Background information
- Born: December 5, 1953 (age 71) Bethesda, Maryland, U.S.
- Genres: Rock, jazz
- Occupation: Musician
- Instrument(s): Drums, percussion
- Labels: RCA Records, Columbia Records, Arista Records

= John Molo =

American musician (born 1953)

John Molo (born December 5, 1953, Bethesda, Maryland) is an American rock and jazz drummer and percussionist. He has played with a variety of bands, combos, and soloists. Best known for being the drummer for Bruce Hornsby and the Range, he has also played with The Other Ones, Phil Lesh and Friends, Delaney Bramlett, John Fogerty, Keller Williams, Mike Watt, Paul Kelly, David Nelson, Jemimah Puddleduck, and Modereko.

==Biography==
===Early years===
John Molo was born in Bethesda, Maryland of mostly Irish descent. His surname is Swiss-Italian but his other three grandparents all emigrated from Ireland. He was raised Catholic in Washington, D.C. His father was an oceanographer who became increasingly concerned about the safety of the inner city and, when Molo was 12, the family moved to suburban Virginia, where Molo attended Langley High School in nearby McLean, Virginia. While at Langley Molo played in the school's nationally renowned jazz ensemble, the Langley High Jazz Lab, under the direction of band director George Horan.

==Later career==
Molo was the drummer for Bruce Hornsby and the Range when the band won the Grammy Award for Best New Artist of 1986. After the Range disbanded in 1990, Molo continued to collaborate and tour with Hornsby until 1998.

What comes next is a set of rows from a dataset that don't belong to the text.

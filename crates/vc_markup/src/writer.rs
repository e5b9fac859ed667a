use std::io;

use crate::Sink;

// -----------------------------------------------------------------------------
// Escaping

fn write_escaped(sink: &mut dyn Sink, text: &str, in_attribute: bool) -> io::Result<()> {
    let mut start = 0;
    for (index, byte) in text.bytes().enumerate() {
        let replacement = match byte {
            b'&' => "&amp;",
            b'<' => "&lt;",
            b'>' => "&gt;",
            b'"' if in_attribute => "&quot;",
            _ => continue,
        };
        // Replaced bytes are ASCII, so `index` is a char boundary.
        if start < index {
            sink.write(&text[start..index])?;
        }
        sink.write(replacement)?;
        start = index + 1;
    }
    if start < text.len() {
        sink.write(&text[start..])?;
    }
    Ok(())
}

// -----------------------------------------------------------------------------
// MarkupWriter

/// Writes well formed markup into a [`Sink`].
///
/// The opening tag of an element stays open after [`open`](Self::open) so that
/// attributes can follow. It is completed by the first content written, or
/// self-closed by [`close`](Self::close) when no content was written at all.
///
/// # Examples
///
/// ```
/// use vc_markup::MarkupWriter;
///
/// let mut out = String::new();
/// let mut writer = MarkupWriter::new(&mut out);
///
/// writer.open("a").unwrap();
/// writer.attribute("href", "x?a=1&b=\"2\"", false).unwrap();
/// writer.open("empty").unwrap();
/// writer.close("empty").unwrap();
/// writer.open("blank").unwrap();
/// writer.text("", false).unwrap();
/// writer.close("blank").unwrap();
/// writer.close("a").unwrap();
///
/// assert_eq!(
///     out,
///     r#"<a href="x?a=1&amp;b=&quot;2&quot;"><empty/><blank></blank></a>"#,
/// );
/// ```
pub struct MarkupWriter<'s> {
    sink: &'s mut dyn Sink,
    tag_open: bool,
}

impl<'s> MarkupWriter<'s> {
    /// Creates a writer appending to `sink`.
    #[inline]
    pub fn new(sink: &'s mut dyn Sink) -> Self {
        Self {
            sink,
            tag_open: false,
        }
    }

    fn finish_tag(&mut self) -> io::Result<()> {
        if self.tag_open {
            self.tag_open = false;
            self.sink.write(">")?;
        }
        Ok(())
    }

    /// Starts the element `name`, leaving its opening tag open.
    pub fn open(&mut self, name: &str) -> io::Result<()> {
        self.finish_tag()?;
        self.sink.write("<")?;
        self.sink.write(name)?;
        self.tag_open = true;
        Ok(())
    }

    /// Adds an attribute to the element started last.
    pub fn attribute(&mut self, name: &str, value: &str, raw: bool) -> io::Result<()> {
        debug_assert!(self.tag_open, "attribute `{name}` written outside of an opening tag");
        self.sink.write(" ")?;
        self.sink.write(name)?;
        self.sink.write("=\"")?;
        if raw {
            self.sink.write(value)?;
        } else {
            write_escaped(self.sink, value, true)?;
        }
        self.sink.write("\"")
    }

    /// Writes text content, completing a pending opening tag even if `text` is empty.
    pub fn text(&mut self, text: &str, raw: bool) -> io::Result<()> {
        self.finish_tag()?;
        if raw {
            self.sink.write(text)
        } else {
            write_escaped(self.sink, text, false)
        }
    }

    /// Writes markup verbatim.
    #[inline]
    pub fn raw(&mut self, text: &str) -> io::Result<()> {
        self.text(text, true)
    }

    /// Ends the element `name`, self-closing it if nothing was written inside.
    pub fn close(&mut self, name: &str) -> io::Result<()> {
        if self.tag_open {
            self.tag_open = false;
            self.sink.write("/>")
        } else {
            self.sink.write("</")?;
            self.sink.write(name)?;
            self.sink.write(">")
        }
    }
}

#[cfg(test)]
mod tests {
    use alloc::string::String;

    use super::MarkupWriter;

    #[test]
    fn text_escapes_markup_but_not_quotes() {
        let mut out = String::new();
        let mut writer = MarkupWriter::new(&mut out);
        writer.open("t").unwrap();
        writer.text(r#"a < b && "c" > d"#, false).unwrap();
        writer.close("t").unwrap();
        assert_eq!(out, r#"<t>a &lt; b &amp;&amp; "c" &gt; d</t>"#);
    }

    #[test]
    fn raw_text_is_verbatim() {
        let mut out = String::new();
        let mut writer = MarkupWriter::new(&mut out);
        writer.open("t").unwrap();
        writer.attribute("a", "<x>", true).unwrap();
        writer.text("<b>bold</b>", true).unwrap();
        writer.close("t").unwrap();
        assert_eq!(out, r#"<t a="<x>"><b>bold</b></t>"#);
    }

    #[test]
    fn multibyte_text_survives_escaping() {
        let mut out = String::new();
        let mut writer = MarkupWriter::new(&mut out);
        writer.text("héllo & wörld", false).unwrap();
        assert_eq!(out, "héllo &amp; wörld");
    }

    #[test]
    fn nested_empty_elements_self_close() {
        let mut out = String::new();
        let mut writer = MarkupWriter::new(&mut out);
        writer.open("a").unwrap();
        writer.open("b").unwrap();
        writer.close("b").unwrap();
        writer.close("a").unwrap();
        assert_eq!(out, "<a><b/></a>");
    }
}
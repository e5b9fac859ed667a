//! Runtime class model for object-graph mapping.
//!
//! Rust has no runtime reflection, so every type that takes part in a mapping is
//! registered explicitly: concrete classes carry their accessors as typed closures,
//! interfaces (trait objects) act as abstract upper bounds, and an `implements`
//! relation with an upcast function links the two.
//!
//! ## Menu
//!
//! - [`ClassRegistry`]: storage for [`ClassMeta`], name lookup and assignability checks.
//! - [`ClassBuilder`]: registration-time builder for accessors and supertypes.
//! - [`Accessor`]: an erased accessor resolved for one concrete runtime type.
//! - [`Pulled`]: the value an accessor pulls out of its parent object.
//! - [`TranslatorRegistry`]: leaf-value to text translators keyed by [`TypeId`].
//!
//! [`TypeId`]: core::any::TypeId
#![no_std]

// -----------------------------------------------------------------------------
// no_std support

extern crate alloc;

// -----------------------------------------------------------------------------
// Modules

mod accessor;
mod class;
mod error;
mod pulled;
mod registry;
mod translate;

pub mod hash;

// -----------------------------------------------------------------------------
// Top-level exports

pub use accessor::Accessor;
pub use class::{ClassBuilder, ClassMeta};
pub use error::AccessError;
pub use hash::TypeIdMap;
pub use pulled::Pulled;
pub use registry::ClassRegistry;
pub use translate::{Translator, TranslatorRegistry};
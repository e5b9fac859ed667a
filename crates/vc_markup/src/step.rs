use alloc::format;
use alloc::string::{String, ToString};
use alloc::sync::Arc;
use alloc::vec::Vec;
use core::any::{Any, TypeId};

use vc_class::{Accessor, ClassRegistry, Pulled, Translator, TranslatorRegistry};

use crate::{ContextId, EmitError, Engine, MarkupWriter, SlotId};

// -----------------------------------------------------------------------------
// Plan

/// A leaf node, compiled but not yet bound to a runtime type.
#[derive(Debug, Clone)]
pub(crate) struct LeafPlan {
    pub name: Arc<str>,
    pub accessor: Option<Arc<str>>,
    pub raw: bool,
}

/// A node delegating to another context.
#[derive(Debug, Clone)]
pub(crate) struct NestedPlan {
    pub accessor: Option<Arc<str>>,
    pub context: ContextId,
    pub wrapper: Option<Arc<str>>,
}

/// One compiled emission action of a candidate.
///
/// Plans only depend on the [`MappingSpec`](crate::MappingSpec). Binding them to
/// the runtime type of an object resolves their accessors and translators,
/// which yields [`Step`]s.
#[derive(Debug, Clone)]
pub(crate) enum Plan {
    Static(Arc<str>),
    Open(Arc<str>),
    Close(Arc<str>),
    Attribute(LeafPlan),
    Value(LeafPlan),
    Object(NestedPlan),
    Polymorphic(NestedPlan),
    Collection(NestedPlan),
    Reference(SlotId),
}

pub(crate) fn describe_type(registry: &ClassRegistry, type_id: TypeId) -> String {
    match registry.name_of(type_id) {
        Some(name) => name.to_string(),
        None => format!("{type_id:?}"),
    }
}

impl Plan {
    /// Binds the plan to the concrete class `runtime`.
    pub(crate) fn specialize(
        &self,
        runtime: TypeId,
        registry: &ClassRegistry,
        translators: &TranslatorRegistry,
    ) -> Result<Step, EmitError> {
        let step = match self {
            Plan::Static(text) => Step::Static(text.clone()),
            Plan::Open(name) => Step::Open(name.clone()),
            Plan::Close(name) => Step::Close(name.clone()),
            Plan::Attribute(leaf) => {
                Step::Attribute(leaf.specialize(runtime, registry, translators)?)
            }
            Plan::Value(leaf) => Step::Value(leaf.specialize(runtime, registry, translators)?),
            Plan::Object(nested) => Step::Object(nested.specialize(runtime, registry)?),
            Plan::Polymorphic(nested) => Step::Polymorphic(nested.specialize(runtime, registry)?),
            Plan::Collection(nested) => Step::Collection(nested.specialize(runtime, registry)?),
            Plan::Reference(slot) => Step::Reference(*slot),
        };
        Ok(step)
    }
}

impl LeafPlan {
    fn specialize(
        &self,
        runtime: TypeId,
        registry: &ClassRegistry,
        translators: &TranslatorRegistry,
    ) -> Result<LeafStep, EmitError> {
        let source = Source::resolve(self.accessor.as_deref(), runtime, registry)?;
        let declared = match &source {
            Source::This => Some(runtime),
            Source::Accessor(accessor) => accessor.output(),
        };
        let translator = match declared {
            Some(type_id) => match translators.get(type_id) {
                Some(translator) => Some(translator.clone()),
                None => {
                    return Err(EmitError::MissingTranslator {
                        type_name: describe_type(registry, type_id),
                    });
                }
            },
            None => None,
        };
        Ok(LeafStep {
            name: self.name.clone(),
            source,
            translator,
            raw: self.raw,
        })
    }
}

impl NestedPlan {
    fn specialize(
        &self,
        runtime: TypeId,
        registry: &ClassRegistry,
    ) -> Result<NestedStep, EmitError> {
        Ok(NestedStep {
            source: Source::resolve(self.accessor.as_deref(), runtime, registry)?,
            context: self.context,
            wrapper: self.wrapper.clone(),
        })
    }
}

// -----------------------------------------------------------------------------
// Source

/// Where a step takes its value from.
#[derive(Debug)]
pub(crate) enum Source {
    /// The current object itself.
    This,
    Accessor(Accessor),
}

impl Source {
    fn resolve(
        accessor: Option<&str>,
        runtime: TypeId,
        registry: &ClassRegistry,
    ) -> Result<Self, EmitError> {
        let Some(name) = accessor else {
            return Ok(Source::This);
        };
        match registry.accessor(runtime, name) {
            Some(accessor) => Ok(Source::Accessor(accessor)),
            None => Err(EmitError::UnknownAccessor {
                class: describe_type(registry, runtime),
                accessor: name.to_string(),
            }),
        }
    }

    fn pull<'a>(&self, object: &'a dyn Any) -> Result<Pulled<'a>, EmitError> {
        match self {
            Source::This => Ok(Pulled::One(object)),
            Source::Accessor(accessor) => {
                accessor
                    .pull(object)
                    .map_err(|source| EmitError::AccessorFailure {
                        class: accessor.owner().to_string(),
                        accessor: accessor.name().to_string(),
                        source,
                    })
            }
        }
    }

    fn unexpected(&self, expected: &'static str, found: &Pulled<'_>) -> EmitError {
        let (class, accessor) = match self {
            Source::This => (String::from("<current object>"), String::from("<self>")),
            Source::Accessor(accessor) => {
                (accessor.owner().to_string(), accessor.name().to_string())
            }
        };
        EmitError::UnexpectedShape {
            class,
            accessor,
            expected,
            found: found.shape(),
        }
    }

    fn pull_one<'a>(&self, object: &'a dyn Any) -> Result<Option<&'a dyn Any>, EmitError> {
        match self.pull(object)? {
            Pulled::Absent => Ok(None),
            Pulled::One(value) => Ok(Some(value)),
            many => Err(self.unexpected("single value", &many)),
        }
    }

    fn pull_many<'a>(&self, object: &'a dyn Any) -> Result<Option<Vec<&'a dyn Any>>, EmitError> {
        match self.pull(object)? {
            Pulled::Absent => Ok(None),
            Pulled::Many(values) => Ok(Some(values)),
            one => Err(self.unexpected("sequence", &one)),
        }
    }
}

// -----------------------------------------------------------------------------
// Step

#[derive(Debug)]
pub(crate) struct LeafStep {
    name: Arc<str>,
    source: Source,
    // `None` when the value type is only known at runtime.
    translator: Option<Translator>,
    raw: bool,
}

impl LeafStep {
    fn text(&self, object: &dyn Any, engine: &Engine) -> Result<Option<String>, EmitError> {
        let Some(value) = self.source.pull_one(object)? else {
            return Ok(None);
        };
        if let Some(text) = self.translator.as_ref().and_then(|t| t.translate(value)) {
            return Ok(Some(text));
        }
        let runtime = (*value).type_id();
        match engine.translators().get(runtime).and_then(|t| t.translate(value)) {
            Some(text) => Ok(Some(text)),
            None => Err(EmitError::MissingTranslator {
                type_name: describe_type(engine.registry(), runtime),
            }),
        }
    }
}

#[derive(Debug)]
pub(crate) struct NestedStep {
    source: Source,
    context: ContextId,
    wrapper: Option<Arc<str>>,
}

/// One emission action bound to a concrete runtime type.
#[derive(Debug)]
pub(crate) enum Step {
    Static(Arc<str>),
    Open(Arc<str>),
    Close(Arc<str>),
    Attribute(LeafStep),
    Value(LeafStep),
    Object(NestedStep),
    Polymorphic(NestedStep),
    Collection(NestedStep),
    /// Forwards to the context the slot was patched with.
    Reference(SlotId),
}

impl Step {
    pub(crate) fn emit(
        &self,
        object: &dyn Any,
        emitter: &mut Emitter<'_, '_>,
    ) -> Result<(), EmitError> {
        match self {
            Step::Static(text) => emitter.writer.raw(text)?,
            Step::Open(name) => emitter.writer.open(name)?,
            Step::Close(name) => emitter.writer.close(name)?,
            Step::Attribute(leaf) => {
                if let Some(text) = leaf.text(object, emitter.engine)? {
                    emitter.writer.attribute(&leaf.name, &text, leaf.raw)?;
                }
            }
            Step::Value(leaf) => {
                let text = leaf.text(object, emitter.engine)?;
                emitter.writer.open(&leaf.name)?;
                if let Some(text) = text {
                    emitter.writer.text(&text, leaf.raw)?;
                }
                emitter.writer.close(&leaf.name)?;
            }
            Step::Object(nested) | Step::Polymorphic(nested) => {
                if let Some(child) = nested.source.pull_one(object)? {
                    emitter.wrapped(nested.wrapper.as_deref(), |emitter| {
                        emitter.dispatch(nested.context, child)
                    })?;
                }
            }
            Step::Collection(nested) => {
                if let Some(items) = nested.source.pull_many(object)? {
                    emitter.wrapped(nested.wrapper.as_deref(), |emitter| {
                        items
                            .into_iter()
                            .try_for_each(|item| emitter.dispatch(nested.context, item))
                    })?;
                }
            }
            Step::Reference(slot) => {
                let slot = emitter.engine.references().get(*slot);
                let Some(target) = slot.target() else {
                    return Err(EmitError::UnresolvedReference(slot.id().to_string()));
                };
                emitter.dispatch(target, object)?;
            }
        }
        Ok(())
    }
}

// -----------------------------------------------------------------------------
// Emitter

/// The state of one emission call.
pub(crate) struct Emitter<'e, 's> {
    engine: &'e Engine,
    writer: MarkupWriter<'s>,
    depth: usize,
}

impl<'e, 's> Emitter<'e, 's> {
    pub(crate) fn new(engine: &'e Engine, writer: MarkupWriter<'s>) -> Self {
        Self {
            engine,
            writer,
            depth: 0,
        }
    }

    #[inline]
    pub(crate) fn writer(&mut self) -> &mut MarkupWriter<'s> {
        &mut self.writer
    }

    fn wrapped(
        &mut self,
        wrapper: Option<&str>,
        body: impl FnOnce(&mut Self) -> Result<(), EmitError>,
    ) -> Result<(), EmitError> {
        if let Some(name) = wrapper {
            self.writer.open(name)?;
        }
        body(self)?;
        if let Some(name) = wrapper {
            self.writer.close(name)?;
        }
        Ok(())
    }

    /// Resolves the concrete context of `object` in `context` and runs it.
    pub(crate) fn dispatch(
        &mut self,
        context: ContextId,
        object: &dyn Any,
    ) -> Result<(), EmitError> {
        let limit = self.engine.options().max_depth;
        if self.depth >= limit {
            return Err(EmitError::DepthExceeded { limit });
        }

        let concrete = self.engine.context(context).resolve(
            object,
            self.engine.registry(),
            self.engine.translators(),
        )?;

        self.depth += 1;
        let result = concrete.emit(object, self);
        self.depth -= 1;
        result
    }
}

In May 2009, Molo joined the band Moonalice.

==Discography==
- The Way It Is — Bruce Hornsby and the Range (1986)
- Scenes From the Southside — Bruce Hornsby and the Range (1988)
- A Night on the Town — Bruce Hornsby and the Range (1990)
- Harbor Lights — Bruce Hornsby (1993)
- Wanted Man — Paul Kelly (1994)
- Ball-Hog or Tugboat? — Mike Watt (1995)
- Hot House — Bruce Hornsby (1995)
- Spirit Trail — Bruce Hornsby (1998)
- The Strange Remain — The Other Ones (1999)
- Jemimah Puddleduck — Jemimah Puddleduck (2000)
- Modereko — Modereko (2001)
- Meisner, Swan & Rich — Meisner, Swan & Rich (2001)
- Trumpet Ride — Willie Waldman (2001)
- There and Back Again — Phil Lesh and Friends (2002)
- Solar Igniter — Modereko (2003)
- Intersections (1985-2005) — Bruce Hornsby (2006)
- The Long Road Home - In Concert — John Fogerty (2006)
- Live at the Warfield — Phil Lesh and Friends (2006)
- Dream — Keller Williams (2007)
- A New Kind Of Blues — Delaney Bramlett (2008)
- Walk Through the Fire — Mark Karan (2009)
- High 5 – Moonalice (2016)
- Full Moonalice Vol. 1 – Moonalice (2022)
- Full Moonalice Vol. 2 – Moonalice (2022)
- Light Side of the Moonalice: An Acoustic Adventure – Moonalice (2023)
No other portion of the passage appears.